Take the lines from the beginning of the data below through the line holding "file per layer" and return exactly those.
--- THE DATA ---
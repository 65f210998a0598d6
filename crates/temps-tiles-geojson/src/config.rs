use serde::Deserialize;
use std::collections::HashSet;
use std::path::PathBuf;
use temps_tiles::{ProviderConfig, ProviderError, Result, WGS84};

/// GeoJSON provider configuration: one file per layer
#[derive(Debug, Clone, Deserialize)]
pub struct GeoJsonConfig {
    pub layers: Vec<GeoJsonLayerConfig>,
}

#[derive(Debug, Clone, Deserialize)]
pub struct GeoJsonLayerConfig {
    pub name: String,

    /// FeatureCollection file
    pub path: PathBuf,

    /// Property holding the feature id, instead of the feature's `id` member
    #[serde(default)]
    pub id_property: Option<String>,

    #[serde(default = "default_srid")]
    pub srid: u64,
}

fn default_srid() -> u64 {
    WGS84
}

impl GeoJsonConfig {
    pub fn from_provider_config(config: &ProviderConfig) -> Result<Self> {
        let parsed: Self = config.deserialize()?;
        parsed.validate()?;
        Ok(parsed)
    }

    pub fn validate(&self) -> Result<()> {
        if self.layers.is_empty() {
            return Err(ProviderError::config("at least one layer is required"));
        }

        let mut seen = HashSet::new();
        for (idx, layer) in self.layers.iter().enumerate() {
            if layer.name.is_empty() {
                return Err(ProviderError::config(format!(
                    "layers[{}]: name must not be empty",
                    idx
                )));
            }
            if layer.path.as_os_str().is_empty() {
                return Err(ProviderError::config(format!(
                    "layers[{}]: path must not be empty",
                    idx
                )));
            }
            if !seen.insert(layer.name.as_str()) {
                return Err(ProviderError::config(format!(
                    "layers[{}]: duplicate layer name {}",
                    idx, layer.name
                )));
            }
        }

        Ok(())
    }
}

#[cfg(test)]
mod tests {
    use super::*;
    use serde_json::json;

    #[test]
    fn test_defaults_and_validation() {
        let config = GeoJsonConfig::from_provider_config(
            &ProviderConfig::new().with_layer(json!({"name": "wells", "path": "/data/wells.geojson"})),
        )
        .unwrap();
        assert_eq!(config.layers[0].srid, WGS84);
        assert_eq!(config.layers[0].id_property, None);

        let err = GeoJsonConfig::from_provider_config(
            &ProviderConfig::new().with_layer(json!({"name": "wells"})),
        )
        .unwrap_err();
        let msg = err.to_string();
        assert!(msg.contains("layers[0]") && msg.contains("path"), "{}", msg);

        let err = GeoJsonConfig::from_provider_config(&ProviderConfig::new()).unwrap_err();
        assert!(err.to_string().contains("layers"));

        let layer = json!({"name": "wells", "path": "a.geojson"});
        let err = GeoJsonConfig::from_provider_config(
            &ProviderConfig::new().with_layer(layer.clone()).with_layer(layer),
        )
        .unwrap_err();
        assert!(err.to_string().contains("duplicate layer name wells"));
    }
}
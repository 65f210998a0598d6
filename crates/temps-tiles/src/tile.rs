//! Tile addressing and extents.
//!
//! A [`Tile`] carries its (z, x, y) address, its native extent, and a buffered
//! extent used to avoid clipping features at tile edges. Both extents share
//! one spatial reference id.

use crate::error::{ProviderError, Result};
use crate::types::Extent;
use serde::{Deserialize, Serialize};
use std::f64::consts::PI;

/// EPSG:3857 spherical mercator
pub const WEB_MERCATOR: u64 = 3857;
/// EPSG:4326 geographic lon/lat
pub const WGS84: u64 = 4326;

/// Highest zoom level accepted for tile addressing
pub const MAX_ZOOM: u8 = 30;

/// Default vector tile grid size
pub const DEFAULT_TILE_EXTENT: u32 = 4096;
/// Default buffer, in tile grid units
pub const DEFAULT_TILE_BUFFER: u32 = 64;

/// Half the circumference of the web mercator world, in metres
pub const WEB_MERCATOR_MAX_EXTENT: f64 = 20_037_508.342_789_244;

/// Standard rendering pixel size in metres (OGC SLD/SE)
const STANDARD_PIXEL_SIZE: f64 = 0.00028;
/// Nominal raster tile size used for scale denominators
const TILE_PIXELS: f64 = 256.0;

/// A (z, x, y) addressed map tile with its native and buffered extents
#[derive(Debug, Clone, PartialEq, Serialize, Deserialize)]
pub struct Tile {
    z: u8,
    x: u32,
    y: u32,
    extent: Extent,
    buffered_extent: Extent,
    srid: u64,
    tile_extent: u32,
}

impl Tile {
    /// Web mercator tile with the default buffer
    pub fn new(z: u8, x: u32, y: u32) -> Result<Self> {
        Self::with_buffer(z, x, y, DEFAULT_TILE_BUFFER, DEFAULT_TILE_EXTENT)
    }

    /// Web mercator tile whose buffered extent grows by `buffer` grid units
    /// out of a `tile_extent` sized grid
    pub fn with_buffer(z: u8, x: u32, y: u32, buffer: u32, tile_extent: u32) -> Result<Self> {
        validate_address(z, x, y)?;
        if tile_extent == 0 {
            return Err(ProviderError::InvalidTile(
                "tile extent must be greater than zero".to_string(),
            ));
        }

        let extent = web_mercator_extent(z, x, y);
        let margin = extent.width() * f64::from(buffer) / f64::from(tile_extent);

        Ok(Self {
            z,
            x,
            y,
            extent,
            buffered_extent: extent.expand(margin),
            srid: WEB_MERCATOR,
            tile_extent,
        })
    }

    /// Tile on an arbitrary grid with caller-computed extents
    pub fn from_extents(
        z: u8,
        x: u32,
        y: u32,
        extent: Extent,
        buffered_extent: Extent,
        srid: u64,
    ) -> Result<Self> {
        validate_address(z, x, y)?;
        if !extent.is_valid() || !buffered_extent.is_valid() {
            return Err(ProviderError::InvalidTile(format!(
                "tile {}/{}/{} has a non-finite or inverted extent",
                z, x, y
            )));
        }

        Ok(Self {
            z,
            x,
            y,
            extent,
            buffered_extent,
            srid,
            tile_extent: DEFAULT_TILE_EXTENT,
        })
    }

    pub fn zxy(&self) -> (u8, u32, u32) {
        (self.z, self.x, self.y)
    }

    pub fn zoom(&self) -> u8 {
        self.z
    }

    /// Extent of the tile excluding any buffer
    pub fn extent(&self) -> (&Extent, u64) {
        (&self.extent, self.srid)
    }

    /// Extent of the tile including the buffer
    pub fn buffered_extent(&self) -> (&Extent, u64) {
        (&self.buffered_extent, self.srid)
    }

    pub fn srid(&self) -> u64 {
        self.srid
    }

    /// Map scale denominator at this tile's zoom for 256px rendering
    pub fn scale_denominator(&self) -> f64 {
        scale_denominator(self.z)
    }

    /// Width of one tile grid unit in extent units
    pub fn pixel_width(&self) -> f64 {
        self.extent.width() / f64::from(self.tile_extent)
    }

    /// Height of one tile grid unit in extent units
    pub fn pixel_height(&self) -> f64 {
        self.extent.height() / f64::from(self.tile_extent)
    }
}

/// Scale denominator for a zoom level on the web mercator grid
pub fn scale_denominator(zoom: u8) -> f64 {
    let resolution = (WEB_MERCATOR_MAX_EXTENT * 2.0) / (TILE_PIXELS * 2f64.powi(i32::from(zoom)));
    resolution / STANDARD_PIXEL_SIZE
}

/// Inverse spherical mercator: a web mercator extent in lon/lat degrees.
/// Buffered extents past the mercator bounds map past ±180° and ±85.05°.
pub fn mercator_to_lon_lat(extent: &Extent) -> Extent {
    let lon = |x: f64| x / WEB_MERCATOR_MAX_EXTENT * 180.0;
    let lat = |y: f64| (y / WEB_MERCATOR_MAX_EXTENT * PI).sinh().atan().to_degrees();

    Extent::new(
        lon(extent.min_x),
        lat(extent.min_y),
        lon(extent.max_x),
        lat(extent.max_y),
    )
}

fn validate_address(z: u8, x: u32, y: u32) -> Result<()> {
    if z > MAX_ZOOM {
        return Err(ProviderError::InvalidTile(format!(
            "zoom {} exceeds maximum of {}",
            z, MAX_ZOOM
        )));
    }

    let dim = 1u64 << z;
    if u64::from(x) >= dim || u64::from(y) >= dim {
        return Err(ProviderError::InvalidTile(format!(
            "tile {}/{}/{} is outside the {}x{} grid",
            z, x, y, dim, dim
        )));
    }

    Ok(())
}

fn web_mercator_extent(z: u8, x: u32, y: u32) -> Extent {
    let size = (WEB_MERCATOR_MAX_EXTENT * 2.0) / 2f64.powi(i32::from(z));

    let min_x = -WEB_MERCATOR_MAX_EXTENT + f64::from(x) * size;
    let max_y = WEB_MERCATOR_MAX_EXTENT - f64::from(y) * size;

    Extent::new(min_x, max_y - size, min_x + size, max_y)
}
---
# SOLUTION FOR THIS TASK
repository 65f210998a0598d6
filename crates/temps-tiles-geojson/src/config.rs
use serde::Deserialize;
use std::collections::HashSet;
use std::path::PathBuf;
use temps_tiles::{ProviderConfig, ProviderError, Result, WGS84};

/// GeoJSON provider configuration: one file per layer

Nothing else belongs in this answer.